私たちはみんな、インフルエンサーのライフスタイルにうんざりしている。プロのカメラマンが撮影したと思われる加工されたInstagram(インスタグラム)の画像などだ。

現実はそのようにはいかない(例えばポーズをとった写真、明るい日光、高級カメラ機材など)。また、ビーチにいる完璧な体つきの大富豪と自分を比較するなど、ソーシャルメディアがうつ病を引き起こすという報道も私たちは知っている。

私は以前から述べているが、ソーシャルメディアの真の危険性はインフルエンサーの写真を見たり、たまに友人や家族と自分を比べたりすることではない。この10年間、ソーシャルメディアは私たちの暮らしの中にあるが、真の危険性は私たちが消費する膨大な量の投稿とより深い関係がある。高級マンションや高価な服の写真を1000枚も長期にわたって見せられたら、いずれ自尊心にヒビが入る。

以前、警察ドラマについて私が読んだコメント(さらっと呼んだだけだったので出所は思い出せない)が頭をよぎる。暴力シーンが多い警察ドラマが好きだとして、最初の100回くらいは何も影響はないかもしれない。数年後でも問題ないかもしれない。ただし10年間、毎晩見続けたらどうだろう。実際に心理的な影響を受けるかもしれない。
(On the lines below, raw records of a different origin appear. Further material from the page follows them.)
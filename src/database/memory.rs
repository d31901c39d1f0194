use async_trait::async_trait;
use chrono::Utc;
use std::collections::{BTreeMap, HashMap};
use std::sync::Arc;
use tokio::sync::RwLock;
use uuid::Uuid;

use super::manager::DatabaseError;
use super::models::{Blog, BlogChanges, NewBlog, NewUser, User};
use super::store::{BlogStore, UserStore};

#[derive(Default)]
struct BlogTable {
    rows: BTreeMap<i64, Blog>,
    last_id: i64,
}

/// Process-local blog store. Writes take the table lock, so concurrent
/// updates to one record are applied one after another.
#[derive(Clone, Default)]
pub struct MemoryBlogStore {
    table: Arc<RwLock<BlogTable>>,
}

impl MemoryBlogStore {
    pub fn new() -> Self {
        Self::default()
    }

    pub async fn len(&self) -> usize {
        self.table.read().await.rows.len()
    }

    pub async fn is_empty(&self) -> bool {
        self.len().await == 0
    }
}

#[async_trait]
impl BlogStore for MemoryBlogStore {
    async fn create(&self, owner: Uuid, fields: NewBlog) -> Result<Blog, DatabaseError> {
        let mut table = self.table.write().await;
        table.last_id += 1;
        let blog = Blog {
            id: table.last_id,
            user_id: owner,
            title: fields.title,
            caption: fields.caption,
            url: fields.url,
            time_minutes: fields.time_minutes,
            created_at: Utc::now(),
        };
        table.rows.insert(blog.id, blog.clone());
        Ok(blog)
    }

    async fn get(&self, id: i64) -> Result<Blog, DatabaseError> {
        self.table
            .read()
            .await
            .rows
            .get(&id)
            .cloned()
            .ok_or_else(|| DatabaseError::NotFound(format!("blog {}", id)))
    }

    async fn list(&self, owner: Uuid) -> Result<Vec<Blog>, DatabaseError> {
        let table = self.table.read().await;
        let mut blogs: Vec<Blog> = table.rows.values().filter(|b| b.user_id == owner).cloned().collect();
        blogs.sort_by(|a, b| b.created_at.cmp(&a.created_at).then(b.id.cmp(&a.id)));
        Ok(blogs)
    }

    async fn update(&self, id: i64, changes: BlogChanges) -> Result<Blog, DatabaseError> {
        let mut table = self.table.write().await;
        let blog = table
            .rows
            .get_mut(&id)
            .ok_or_else(|| DatabaseError::NotFound(format!("blog {}", id)))?;
        changes.apply_to(blog);
        Ok(blog.clone())
    }

    async fn delete(&self, id: i64) -> Result<(), DatabaseError> {
        match self.table.write().await.rows.remove(&id) {
            Some(_) => Ok(()),
            None => Err(DatabaseError::NotFound(format!("blog {}", id))),
        }
    }

    async fn ping(&self) -> Result<(), DatabaseError> {
        Ok(())
    }
}

#[derive(Clone, Default)]
pub struct MemoryUserStore {
    users: Arc<RwLock<HashMap<Uuid, User>>>,
}

impl MemoryUserStore {
    pub fn new() -> Self {
        Self::default()
    }

    /// Flips `is_active`; returns false when the user does not exist.
    pub async fn set_active(&self, id: Uuid, active: bool) -> bool {
        match self.users.write().await.get_mut(&id) {
            Some(user) => {
                user.is_active = active;
                true
            }
            None => false,
        }
    }
}

#[async_trait]
impl UserStore for MemoryUserStore {
    async fn create(&self, user: NewUser) -> Result<User, DatabaseError> {
        let mut users = self.users.write().await;
        if users.values().any(|u| u.email == user.email) {
            return Err(DatabaseError::Conflict { field: "email".to_string() });
        }
        let created = User {
            id: Uuid::new_v4(),
            email: user.email,
            name: user.name,
            password_hash: user.password_hash,
            is_active: true,
            is_staff: user.is_staff,
            is_superuser: user.is_superuser,
            created_at: Utc::now(),
        };
        users.insert(created.id, created.clone());
        Ok(created)
    }

    async fn get(&self, id: Uuid) -> Result<Option<User>, DatabaseError> {
        Ok(self.users.read().await.get(&id).cloned())
    }

    async fn find_by_email(&self, email: &str) -> Result<Option<User>, DatabaseError> {
        Ok(self.users.read().await.values().find(|u| u.email == email).cloned())
    }
}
ソーシャルメディアも同じだ。Instagramで光沢のある写真を何枚か一度にフリップして見た後に心理的なものが変わるわけではない。しかし、これらのアプリを10年間使い続けたときの影響はどうだろう。解決策の1つはアプリを完全に無視することだが、そうするとアプリが提供する価値、たとえば社会的なつながりや製品の発見、純粋なエンターテインメントを失うことになる。

幸いなことに、BeReal(ビーリアル)というアプリが2022年にソーシャルメディアをもう少し価値のあるものにしようと斬新な試みを行った。BeRealは2020年に登場したが、2022年になって人気が出た。BeRealは地域のインフルエンサーと協力し、彼らの影響力の輪の中でアプリを宣伝した。このアプリは「本物であること」を促進している。1日のうち特定の時間になると、実生活で起こっていることの写真を撮って投稿するよう促す通知が表示される。そうした写真は演出の準備なしのものだ。

私はこのアイデアを気に入っているが、このプロセスを回避する方法もあることに気づいた。実際に演出された写真を後で投稿することができるので、通知のルールを守ることにした場合のみこのプロセスは機能する。私の場合は、あらかじめ決められた時間に何枚か写真を投稿した。スパゲティと破れた靴の写真を撮った。どう考えても平凡な写真。でも、リアルだ。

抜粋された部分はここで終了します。